Saarbrücken · Liebhaber des Freejazz kamen am Wochenende bei einem Festival in Saarbrücken auf ihre Kosten.

Gut gefüllte Zuschauerränge gab es am Wochenende beim "3. FreejazzFestival Saarbrücken 2017". Wie den ersten Jahrgängen, so lässt sich auch dieser Ausgabe wieder ein ganz eigenes Flair bescheinigen: entspannt, warmherzig, humorvoll. Trotz des Erfolges trägt sich ein solch überschaubares Treffen fernab der Massenkultur freilich nicht. Davon können die Organisatoren Stefan Winkler, Thomas Geisler, Hans Husel und Christof Thewes ein Lied singen, die mit ihrem Engagement eine Freejazz-Lücke schließen wollen: Die Zukunft ihres Festivals hängt von weiteren Förderern ab, die wider den Zeitgeist das Außergewöhnliche unterstützen möchten.

Eine treffliche Idee war die Verpflichtung des Globe Unity Orchestra (GUO), um dessen Mitglieder sich das gesamte viertägige Treffen rankte. Der Auftritt des 1966 ins Leben gerufenen, wohl ältesten Großensembles des Genres lockte am Samstag denn auch mehr als nur eingefleischte Freejazzer in den Rathausfestsaal. Und wer nicht da war, hat definitiv etwas verpasst. Auch wenn die Klavierkaskaden des Gründers und GUO-Chefs Alexander von Schlippenbach trotz elektrischer Verstärkung häufig in der Gesamtlautstärke untergingen. Kein Wunder, bei dem Elan, der hier auf dem Podium herrschte. Die zehn GUO-Mannen, darunter lebende Saxofon-Legenden wie Gerd Dudek, Ernst-Ludwig Petrowsky und Evan Parker, legten sich ins Zeug, als ginge es um ihr Leben. Schieres Powerplay prägte das erste Set. Und der unvergleichliche Paul Lovens krönte das Ganze mit kernigen Knüffen in die Felle und Becken seines Schlagzeugs. Auch die zweite Hälfte verlief phonstark, aber mit Ruhepunkten: Da konnte etwa Schlippenbach zeigen, wie unter seinen Händen alleine schon das Klavier zum Orchester wuchs.

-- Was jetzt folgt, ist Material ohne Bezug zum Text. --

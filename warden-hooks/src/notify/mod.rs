//! Composing and delivering notifications.
//!
//! The [`Composer`] turns a repository snapshot into a [`NotificationMessage`]; the
//! [`Dispatcher`] delivers it once through a [`Relay`], or prints it in debug mode.
//! Delivery never fails loudly: problems are reported on the error stream and the
//! hook carries on.

use std::fmt;

use chrono::{DateTime, Utc};
use chrono_tz::Tz;

mod compose;
mod dispatch;
mod relay;

pub use compose::{proc_file_reminder, Composer, Event, PROC_FILE_SUFFIX, SUBJECT_PREFIX};
pub use dispatch::{Delivery, Dispatcher};
pub use relay::{Relay, SmtpRelay};

/// A composed notification.
///
/// Recipients are not part of the message; they come from [`MailSettings`](crate::config::MailSettings).
#[derive(Debug, Clone, PartialEq, Eq)]
pub struct NotificationMessage {
    pub subject: String,
    pub body: String,
    pub timestamp: Timestamp,
}

/// A human-readable point in time in a fixed timezone, like `2024-05-02 14:07 EDT`.
#[derive(Debug, Clone, PartialEq, Eq)]
pub struct Timestamp(String);

impl Timestamp {
    const FORMAT: &'static str = "%Y-%m-%d %H:%M %Z";

    /// The current time in `zone`.
    pub fn now(zone: Tz) -> Self {
        Self::at(Utc::now(), zone)
    }

    pub fn at(instant: DateTime<Utc>, zone: Tz) -> Self {
        Timestamp(instant.with_timezone(&zone).format(Self::FORMAT).to_string())
    }

    pub fn as_str(&self) -> &str {
        &self.0
    }
}

impl fmt::Display for Timestamp {
    fn fmt(&self, f: &mut fmt::Formatter<'_>) -> fmt::Result {
        f.write_str(&self.0)
    }
}

#[cfg(test)]
mod tests {
    use super::*;
    use chrono::TimeZone;

    #[test]
    fn timestamps_use_the_configured_zone() {
        let instant = Utc.with_ymd_and_hms(2024, 7, 1, 18, 30, 0).unwrap();
        assert_eq!(
            Timestamp::at(instant, chrono_tz::US::Eastern).as_str(),
            "2024-07-01 14:30 EDT"
        );
        let winter = Utc.with_ymd_and_hms(2024, 1, 15, 18, 30, 0).unwrap();
        assert_eq!(Timestamp::at(winter, chrono_tz::US::Eastern).to_string(), "2024-01-15 13:30 EST");
    }
}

Tosende Ovationen für einen Abend, der in seinem uneingeschränkten Offenbarungscharakter viel von der Essenz des Freejazz‘ freizulegen vermochte. Zur Grundierung ihres zweiten Sets hatte die illustere Großformation den Kontrabassisten Jan Roder eingeladen.

Roder hatte seit Mittwoch auch jene Festival-Workshopband geleitet, die den Freitagabend im Kleinen Theater im Rathaus eröffnete. Das mit durchaus bekannten Gesichtern der regionalen Jazzszene besetzte Ad-hoc-Ensemble konnte sich sehr wohl hören lassen: Eine dreiviertelstündige Dauerimprovisation war farbenreich, klangtransparent und punktete mit schlüssiger Dramaturgie. Anschließend gehörte die Kellerbühne einem Quintett, das gleichfalls überwiegend aus Musikern saarländischer Herkunft bestand. Markenzeichen war das schlanke und jazz-untypische Timbre der Mandoline von Martin "Schmiddi" Schmidt - ein spannender Kontrast zum bombastisch-verfremdeten Klang von Thomas Honeckers E-Gitarre. Im Verein mit Hartmut Oßwald (Saxofon), Wolfgang Reimers (Saxofon; aus Frankfurt) und Daniel Schmitz (Trompete) keimten dichte und ereignisreiche Gruppenfantasien. War das um Christof Thewes verstärkte Berliner Quartett "Die Enttäuschung" schließlich tatsächlich enttäuschend im abwertenden Sinn? Nur für engstirnige Freejazzfanatiker.

Doch geht es den Saarbrücker Festivalmachern vor allem um die "Haltung" hinter dem Begriff, wie Hans Husel zu betonen pflegt. Liebhaber von überraschender und intelligenter Musik mit kräftigem Augenzwinkern waren bei Thewes (Posaune), Rudi Mahall (Bassklarinette), Axel Dörner (Trompete), Jan Roder (Bass) und Michael Griener (Schlagzeug) an der goldrichtigen Adresse.